MrsDermotOleary · 19/03/2010 21:38

I have just managed to get rid of ds's dummy in the daytime. He is 2.3 and wanted his dummy all day long. I decided to go cold turkey and deal with the fallout. It took 3 days of whining and tantrums, but it worked and now he doesn't even ask for it at all.

One thing I would recommend though is to try and get him to hand the dummy over to you, don't force it from him. I used to bring ds downstairs and make his milk, then ask him to give me his dummy while he drank his milk. Then I would put it on a high shelf where he couldn't see or reach it. He spent the best part of three days whining and crying for his dummy. Interestingly, several times just as I was about to cave in and give him the damned thing, he stopped crying and went off to play. (Food was a good distraction too, but then ds is a greedy little thing good eater.)
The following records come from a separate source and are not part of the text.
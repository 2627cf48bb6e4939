use crate::cli::InputArgs;
use crate::support::{exit_rejected, print_json_or_exit, resolve_inputs};
use serde_json::{Value, json};

pub fn run(inputs: InputArgs, json_output: bool) {
    let (set, _, result) = resolve_inputs(&inputs);
    if let Err(err) = result {
        exit_rejected(&err, json_output);
    }

    let rows: Vec<Value> = set
        .definitions
        .iter()
        .filter_map(|definition| {
            let http = definition.http()?;
            let open_api_name = set
                .routes
                .get(http.route_configuration)
                .and_then(|route| route.open_api_name.clone());
            Some(json!({
                "function": definition.name,
                "route": http.route,
                "verbs": http.verbs.iter().map(|verb| verb.as_str()).collect::<Vec<_>>(),
                "openApiName": open_api_name,
                "routeParameters": http.route_parameters.iter().map(|parameter| json!({
                    "name": parameter.name,
                    "routeName": parameter.route_name,
                    "type": parameter.route_type_name,
                    "optional": parameter.is_optional,
                })).collect::<Vec<_>>(),
            }))
        })
        .collect();

    if json_output {
        print_json_or_exit(&rows);
        return;
    }

    println!("fnwire routes");
    for row in &rows {
        let verbs: Vec<&str> = row["verbs"]
            .as_array()
            .map(|verbs| verbs.iter().filter_map(Value::as_str).collect())
            .unwrap_or_default();
        println!(
            "  {} /{} -> {} ({})",
            verbs.join(","),
            row["route"].as_str().unwrap_or(""),
            row["function"].as_str().unwrap_or(""),
            row["openApiName"].as_str().unwrap_or("-"),
        );
        if let Some(parameters) = row["routeParameters"].as_array() {
            for parameter in parameters {
                println!(
                    "      {{{}}}: {}",
                    parameter["routeName"].as_str().unwrap_or(""),
                    parameter["type"].as_str().unwrap_or("")
                );
            }
        }
    }
}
I have never been able to do controlled crying but this was manageable as I was with him all the time (he still has dummy at night) and I knew it was for his own good.

Best of luck!! Stick with it, it's worth it. Ds now wakes up and leaves his dummies in the cot without fail every morning.

Good luck!!

Nettiespagetti · 21/03/2010 08:15

Ds gave him to Santa at 2.2 yrs. Dd still has hers at mo but teddy who lives in cot looks after them during the day. I intend to do the same she will give hers to Santa in exchange for a present when she is 2.2.
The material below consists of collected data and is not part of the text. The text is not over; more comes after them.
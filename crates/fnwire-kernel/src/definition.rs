//! Function definitions: one per registered command, tagged by trigger kind.
//!
//! Definitions arrive partially configured. The resolution pass fills in
//! every `Option` that has a default and computes the derived fields, after
//! which a definition is complete and treated as immutable.

use crate::command_type::{CommandType, FieldType};
use crate::route::RouteId;
use serde::{Deserialize, Serialize};
use std::collections::{BTreeMap, BTreeSet};

#[derive(Debug, Clone, Serialize, PartialEq, Eq)]
#[serde(rename_all = "camelCase")]
pub struct FunctionDefinition {
    pub name: String,
    pub command_type: CommandType,
    pub namespace: Option<String>,
    pub uses_validator: bool,
    pub deserializer_type: Option<String>,
    pub no_command_handler: bool,
    pub trigger: Trigger,
}

impl FunctionDefinition {
    pub fn new(name: impl Into<String>, command_type: CommandType, trigger: Trigger) -> Self {
        Self {
            name: name.into(),
            command_type,
            namespace: None,
            uses_validator: false,
            deserializer_type: None,
            no_command_handler: false,
            trigger,
        }
    }

    pub fn command_name(&self) -> &str {
        &self.command_type.name
    }

    pub fn http(&self) -> Option<&HttpTrigger> {
        match &self.trigger {
            Trigger::Http(http) => Some(http),
            _ => None,
        }
    }

    pub fn change_feed(&self) -> Option<&ChangeFeedTrigger> {
        match &self.trigger {
            Trigger::ChangeFeed(change_feed) => Some(change_feed),
            _ => None,
        }
    }
}

/// Trigger configuration by kind.
#[derive(Debug, Clone, Serialize, PartialEq, Eq)]
#[serde(tag = "kind", rename_all = "snake_case")]
pub enum Trigger {
    Http(HttpTrigger),
    ChangeFeed(ChangeFeedTrigger),
    #[serde(rename_all = "camelCase")]
    Timer { cron_expression: String },
    #[serde(rename_all = "camelCase")]
    Queue {
        connection: String,
        queue_name: String,
    },
    #[serde(rename_all = "camelCase")]
    Topic {
        connection: String,
        topic_name: String,
        subscription_name: String,
    },
    #[serde(rename_all = "camelCase")]
    Blob { connection: String, path: String },
    #[serde(rename_all = "camelCase")]
    EventHub {
        connection: String,
        event_hub_name: String,
    },
}

impl Trigger {
    pub fn kind(&self) -> &'static str {
        match self {
            Trigger::Http(_) => "http",
            Trigger::ChangeFeed(_) => "change_feed",
            Trigger::Timer { .. } => "timer",
            Trigger::Queue { .. } => "queue",
            Trigger::Topic { .. } => "topic",
            Trigger::Blob { .. } => "blob",
            Trigger::EventHub { .. } => "event_hub",
        }
    }
}

#[derive(
    Debug, Clone, Copy, PartialEq, Eq, PartialOrd, Ord, Hash, Serialize, Deserialize,
)]
#[serde(rename_all = "snake_case")]
pub enum HttpVerb {
    Get,
    Post,
    Put,
    Patch,
    Delete,
    Head,
    Options,
}

impl HttpVerb {
    pub fn as_str(self) -> &'static str {
        match self {
            HttpVerb::Get => "GET",
            HttpVerb::Post => "POST",
            HttpVerb::Put => "PUT",
            HttpVerb::Patch => "PATCH",
            HttpVerb::Delete => "DELETE",
            HttpVerb::Head => "HEAD",
            HttpVerb::Options => "OPTIONS",
        }
    }
}

#[derive(Debug, Clone, Copy, PartialEq, Eq, Default, Serialize, Deserialize)]
#[serde(rename_all = "snake_case")]
pub enum AuthorizationMode {
    Anonymous,
    #[default]
    Function,
    TokenValidation,
}

/// Maps command fields to request headers.
#[derive(Debug, Clone, Default, Serialize, Deserialize, PartialEq, Eq)]
#[serde(rename_all = "camelCase")]
pub struct HeaderBindingConfiguration {
    #[serde(default)]
    pub enabled: bool,
    /// Field name to header name.
    #[serde(default)]
    pub mappings: BTreeMap<String, String>,
}

#[derive(Debug, Clone, Serialize, PartialEq, Eq)]
#[serde(rename_all = "camelCase")]
pub struct RouteParameter {
    pub name: String,
    pub field_type: FieldType,
    pub is_optional: bool,
    pub is_nullable_type: bool,
    /// Placeholder name as written in the template.
    pub route_name: String,
    /// Type expression used for the route binding; `int?` for an optional
    /// placeholder over a bare `int` field.
    pub route_type_name: String,
}

#[derive(Debug, Clone, Serialize, PartialEq, Eq)]
#[serde(rename_all = "camelCase")]
pub struct HttpParameter {
    pub name: String,
    pub field_type: FieldType,
    pub is_optional: bool,
}

#[derive(Debug, Clone, Serialize, PartialEq, Eq)]
#[serde(rename_all = "camelCase")]
pub struct HttpTrigger {
    pub route: Option<String>,
    pub route_configuration: RouteId,
    pub verbs: BTreeSet<HttpVerb>,
    pub authorization: Option<AuthorizationMode>,
    pub claims_principal_authorization_type: Option<String>,
    pub header_binding: Option<HeaderBindingConfiguration>,
    pub response_handler_type: Option<String>,
    pub token_header: Option<String>,
    pub token_validator_type: Option<String>,

    pub validates_token: bool,
    pub is_validation_result: bool,
    pub is_stream_command: bool,

    pub route_parameters: Vec<RouteParameter>,
    pub query_parameters: Vec<HttpParameter>,
    pub form_parameters: Vec<HttpParameter>,
}

impl HttpTrigger {
    pub fn new(route: Option<String>, route_configuration: RouteId) -> Self {
        Self {
            route,
            route_configuration,
            verbs: BTreeSet::new(),
            authorization: None,
            claims_principal_authorization_type: None,
            header_binding: None,
            response_handler_type: None,
            token_header: None,
            token_validator_type: None,
            validates_token: false,
            is_validation_result: false,
            is_stream_command: false,
            route_parameters: Vec::new(),
            query_parameters: Vec::new(),
            form_parameters: Vec::new(),
        }
    }

    pub fn with_verb(mut self, verb: HttpVerb) -> Self {
        self.verbs.insert(verb);
        self
    }

    pub fn with_authorization(mut self, mode: AuthorizationMode) -> Self {
        self.authorization = Some(mode);
        self
    }
}

/// A field of a change-feed command as it appears in the document.
#[derive(Debug, Clone, Serialize, PartialEq, Eq)]
#[serde(rename_all = "camelCase")]
pub struct DocumentProperty {
    pub name: String,
    pub wire_name: String,
    pub type_name: String,
    pub field_type: FieldType,
}

#[derive(Debug, Clone, Default, Serialize, Deserialize, PartialEq, Eq)]
#[serde(rename_all = "camelCase")]
pub struct ChangeFeedTrigger {
    pub connection: String,
    pub database: String,
    pub collection: String,
    #[serde(default)]
    pub lease_collection: Option<String>,
    #[serde(default)]
    pub start_from_beginning: bool,
    /// Deserialize documents into the command instead of passing them raw.
    #[serde(default = "default_convert_to_command")]
    pub convert_to_command: bool,

    #[serde(skip_deserializing)]
    pub is_document_command: bool,
    #[serde(skip_deserializing)]
    pub is_document_batch_command: bool,
    #[serde(skip_deserializing)]
    pub command_properties: Vec<DocumentProperty>,
}

fn default_convert_to_command() -> bool {
    true
}

impl ChangeFeedTrigger {
    pub fn new(
        connection: impl Into<String>,
        database: impl Into<String>,
        collection: impl Into<String>,
    ) -> Self {
        Self {
            connection: connection.into(),
            database: database.into(),
            collection: collection.into(),
            convert_to_command: true,
            ..Self::default()
        }
    }
}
Ds asked for his a couple of times but just told him santa had them! I never gave in don't know if I'll be as strong with daughter but she is bit more hard work!!

Good luck.

TottWriter · 21/03/2010 10:10

We do the 'trade it for breakfast' thing too, though recently DP has been caving occasionally. DS has twigged that if he's very poorly or hurts himself we'll sometimes give him the dummy to soothe him, so cue a sudden occurence of 'poorly' or 'hurt' claims . The ironic thing is that he's been fine without it during the day for the last few months, and now he's learned to try and manipulate us he suddenly wants it back. Very frustrating.

While we're on the subject, how do you go the next step and get rid of it during naps/bedtime? He still has a dummy to go to sleep for both, and ideally we'd like to progress to not having that next. (sorry for the hijack OP )

Nettiespagetti · 22/03/2010 00:13

I let ds keep it for naps at bedtimes right up until he gave it to Santa!

pigletmania · 22/03/2010 17:30

I totally know what you mean, my dd now just 3 was a dummy addict. i decided to get rid of them once and for all at Christmas, santa was going to take them to all the babies and bring her lovely presents instead . I was prepared for tantrums, crying screaming, but no i was so surprised it was fine she seemed to accept it. Now sometimes she cries for dum dums and she calls them and then tells herself no they are for the babies and that is that. Just go cold turkey, tell your ds that he is a big boy and that the dummy fairy is coming to take his dummies to the babies that need them, and give him a lovely present instead. Might be better than you think

I am doing the nappy fairy now, as i want to get rid of those god awful nappies, so dd is talking about the nappy fairy coming soon and taking the nappies away (well in a couple of months time when she is a bit more ready and weather is warmer)

pranma · 22/03/2010 22:05

My dgs left his in a bag for 'the dummy lady' who took them for the babies and left him a torch.He was nearly 3 though.

girliefriend · 25/03/2010 21:14

I went cold turkey with my dd at 18 months as the dummies were driving me nuts and she surprised me, she cried for it for about an hour the 1st night and then that was it - forgotton! If I were you just do it, its probably the fact that you and dh and are being a bit inconsistant that is causing the tantrums.